In termini di accesso alla biodiversità alimentare, proprio la FAO mette nero su bianco che ciascun individuo a livello globale deve poter accedere a una dieta che sia nutriente, soddisfi i principali fabbisogni in termini di macro e micro nutrienti e che sia sicura in termini di igiene degli alimenti. L’UN Women, l’ente delle Nazioni Unite per l’uguaglianza di genere e l’empowerment delle donne, sottolinea a tal proposito che le donne sperimentano livelli di insicurezza alimentare più elevati degli uomini.
E c’è dell’altro. Un recente rapporto EASAC (European Academies Science Advisory Council) avverte sul rischio di politiche che promuovono la riduzione globale del consumo di carne senza considerare le disuguaglianze, rischiando cioè di rafforzarle. Nei Paesi ricchi, infatti, “la riduzione del consumo di carne è spesso vista come una scelta etica o ambientale”. Nelle regioni a basso reddito, invece, “la carne rimane una risorsa nutrizionale fondamentale e talvolta scarsa”. Esistono poi questioni di giustizia legate alle lavoratrici e ai lavoratori, in particolare nei macelli, che affrontano condizioni lavorative difficili e stress psicologico dovuto al tipo di lavoro. Lo sviluppo di proteine alternative e di politiche volte alla riduzione del consumo di carne deve necessariamente intersecare questi assi.
Scardinare i pregiudizi
Per Dario Martinelli, direttore dell’International Semiotics Institute (ISI) all’università tecnica di Kaunas, parlare di proteine alternative significa permettere di mangiare a più persone in tutto il mondo, oltre che interrompere la mattanza di 6 mila animali uccisi al secondo, dati FAO.
Per Simona Stano, docente dell’università di Torino, bisogna superare il paradigma della natura pura. Quella convinzione per cui bisogna nascere naturalmente, morire naturalmente, mangiare naturalmente. Al fondo delle pratiche legate alle proteine alternative c’è proprio la tutela della “natura in un modo migliore e che non possiamo riscontrare se i nostri stili di vita rimangono invariati”.

L’8 ottobre il Parlamento europeo ha approvato una proposta di legge che vieta l’utilizzo di nomi animali per prodotti a base vegetale. Niente più espressioni come “straccetti di soia”, “hamburger vegani” e simili. La proposta passa ora ai 27 Stati membri. L’eurodeputato tedesco Peter Liese ha definito assurdo “che il Parlamento europeo perda tempo con stupidaggini simili”. Il mondo ambientalista si oppone con forza a questo divieto, puntando il dito contro la lobby della carne che cerca di influenzare l’orientamento delle politiche europee in materia di alimentazione (e non solo).
Tra le altre cose, agli Stati generali delle proteine alternative si è precisato che la parola “hamburger” significa alla lettera “della città di Amburgo”, dunque non si comprende perché si possa applicare soltanto a un prodotto di origine animale.
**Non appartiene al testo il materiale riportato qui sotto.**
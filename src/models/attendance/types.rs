use serde::{Deserialize, Serialize};

use super::duration;
use crate::auth::validate;
use crate::models::appointment::normalize::{normalize_date, normalize_expert_name, normalize_text};

/// One expert check-in at a court room.
#[derive(Debug, Clone, PartialEq, Eq, Serialize, sqlx::FromRow)]
pub struct AttendanceRecord {
    pub id: i64,
    pub data_pericia: String,
    pub perito: String,
    pub vara: String,
    pub sala: String,
    pub hora_chegada: Option<String>,
    pub hora_saida: Option<String>,
}

impl AttendanceRecord {
    pub fn duration(&self) -> Option<String> {
        duration::duration(self.hora_chegada.as_deref(), self.hora_saida.as_deref())
    }
}

/// Record plus its derived duration, as returned by the API.
#[derive(Debug, Clone, Serialize)]
pub struct AttendanceView {
    #[serde(flatten)]
    pub record: AttendanceRecord,
    pub duration: Option<String>,
}

impl From<AttendanceRecord> for AttendanceView {
    fn from(record: AttendanceRecord) -> Self {
        let duration = record.duration();
        AttendanceView { record, duration }
    }
}

/// Create/edit form as submitted by the client.
#[derive(Debug, Clone, Default, Deserialize)]
pub struct AttendanceForm {
    #[serde(default)]
    pub data_pericia: String,
    #[serde(default)]
    pub perito: String,
    #[serde(default)]
    pub vara: String,
    #[serde(default)]
    pub sala: String,
    #[serde(default)]
    pub hora_chegada: Option<String>,
    #[serde(default)]
    pub hora_saida: Option<String>,
}

/// Validated, canonical attendance values ready to be written.
#[derive(Debug, Clone, PartialEq, Eq)]
pub struct AttendanceInput {
    pub data_pericia: String,
    pub perito: String,
    pub vara: String,
    pub sala: String,
    pub hora_chegada: Option<String>,
    pub hora_saida: Option<String>,
}

impl AttendanceForm {
    /// Date and expert are required; court and room are uppercased; blank times become `None`.
    pub fn validate(&self) -> Result<AttendanceInput, Vec<String>> {
        let mut errors = vec![];
        errors.extend(validate::validate_required(&self.perito, "Perito", 200));
        errors.extend(validate::validate_optional(&self.vara, "Vara", 100));
        errors.extend(validate::validate_optional(&self.sala, "Sala", 100));

        let date = normalize_date(&self.data_pericia)
            .map_err(|e| errors.push(format!("Data: {e}")))
            .ok();
        let arrival = clock_field(self.hora_chegada.as_deref(), "Hora de chegada", &mut errors);
        let departure = clock_field(self.hora_saida.as_deref(), "Hora de saída", &mut errors);

        match date {
            Some(data_pericia) if errors.is_empty() => Ok(AttendanceInput {
                data_pericia,
                perito: normalize_expert_name(&self.perito),
                vara: normalize_text(&self.vara),
                sala: normalize_text(&self.sala),
                hora_chegada: arrival,
                hora_saida: departure,
            }),
            _ => Err(errors),
        }
    }
}

fn clock_field(value: Option<&str>, label: &str, errors: &mut Vec<String>) -> Option<String> {
    let value = value.map(str::trim).filter(|v| !v.is_empty())?;
    match duration::parse_clock(value) {
        Some(minutes) => Some(format!("{:02}:{:02}", minutes / 60, minutes % 60)),
        None => {
            errors.push(format!("{label} deve estar no formato HH:MM"));
            None
        }
    }
}

/// Which clock a quick punch sets.
#[derive(Debug, Clone, Copy, PartialEq, Eq, Deserialize, Serialize)]
#[serde(rename_all = "snake_case")]
pub enum PunchField {
    #[serde(alias = "hora_chegada")]
    Arrival,
    #[serde(alias = "hora_saida")]
    Departure,
}

impl PunchField {
    pub fn column(&self) -> &'static str {
        match self {
            PunchField::Arrival => "hora_chegada",
            PunchField::Departure => "hora_saida",
        }
    }
}

#[derive(Debug, Clone, Deserialize)]
pub struct PunchForm {
    pub field: PunchField,
}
Anche perché, nel frattempo, il richiamo a cibi vegetariani e vegani avviene anche da parte della galassia carnivora.
È la diffusa tendenza a “scimmiottare i prodotti con proteine alternative, tipo la carbonara vegana, fornendo come motivazione quella che sarebbe la brutta copia della carbonara tradizionale, una cosa artificiale. Come se la carne prodotta negli allevamenti intensivi e piena di ormoni fosse naturale”, ha concluso Dario Martinelli alla conferenza di Milano. “Il punto è quanto abbiamo inquinato, quanto abbiamo sfruttato, quanto abbiamo ammazzato per mangiare ciò che mangiamo. Le proteine sono l’unità di misura per misurare il cibo di cui ci nutriamo”.